The relative excluded volumes (1 - Va/Ve) calculated from the data above averaged 0.515 ± 0.008 (n = 49) for native albumin, with corresponding averages for cHSA-10, cHSA-45 and cHSA-60 of 0.446 ± 0.019 (n = 17), 0.353 ± 0.026 (n = 17) and 0.282 ± 0.058 (n = 12), respectively.

Effect of ionic strength

Increasing the salt concentration of the buffer solution strongly affected the distribution volume of the negatively charged native HSA. In these experiments, the extracellular volume was 0.68 (± 0.10, n = 15) g fluid (g wet weight)−1, significantly lower than the corresponding volume using 0.15 M NaCl (P < 0.001); i.e. the tissue swelled less than in the more concentrated buffer. The distribution volumes for native HSA and cHSA-45 averaged 0.58 (± 0.02, n = 15) and 0.56 (± 0.01), respectively, of the extracellular volume in this situation, and did not differ significantly from each other.

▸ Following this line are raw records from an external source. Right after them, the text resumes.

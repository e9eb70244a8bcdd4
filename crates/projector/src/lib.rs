//! `reconview-projector` — Reconciliation view-state projector.
//!
//! Pure projection crate: takes two flat datasets (bank statement,
//! general ledger) plus a sparse match list and derives an ordered,
//! side-by-side grouped view. No network, no persistence; the CSV
//! loader is the only IO helper.

pub mod classify;
pub mod config;
pub mod dates;
pub mod error;
pub mod load;
pub mod model;
pub mod project;

pub use config::ProjectorConfig;
pub use error::ProjectorError;
pub use load::load_rows;
pub use model::{
    Classification, DisplayGroup, GlEntry, MatchCandidate, MatchStatus, Projection,
    ProjectionSummary, Row, Scalar,
};
pub use project::{active_matches, project};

Since the tissue's swelling differed and the amount of dry material (i.e. excluding agents) may be assumed to be constant, we chose to express the absolute excluded volume as a function of dry weight. The extracellular volume in 1 M NaCl was 2.58 g fluid (g dry weight)−1, with corresponding excluded volumes of native HSA and cHSA-45 of 0.98 (± 0.03, n = 15) and 1.04 (± 0.04, n = 15) g fluid (g dry weight)−1, respectively. In Fig. 4 we have plotted these absolute excluded volumes for native HSA and cHSA-45 using 0.15 and 1 M NaCl as buffer. We observe that in high salt solution, the excluded volume for native HSA is reduced compared to that in normal saline and is not significantly different from that of cHSA-45.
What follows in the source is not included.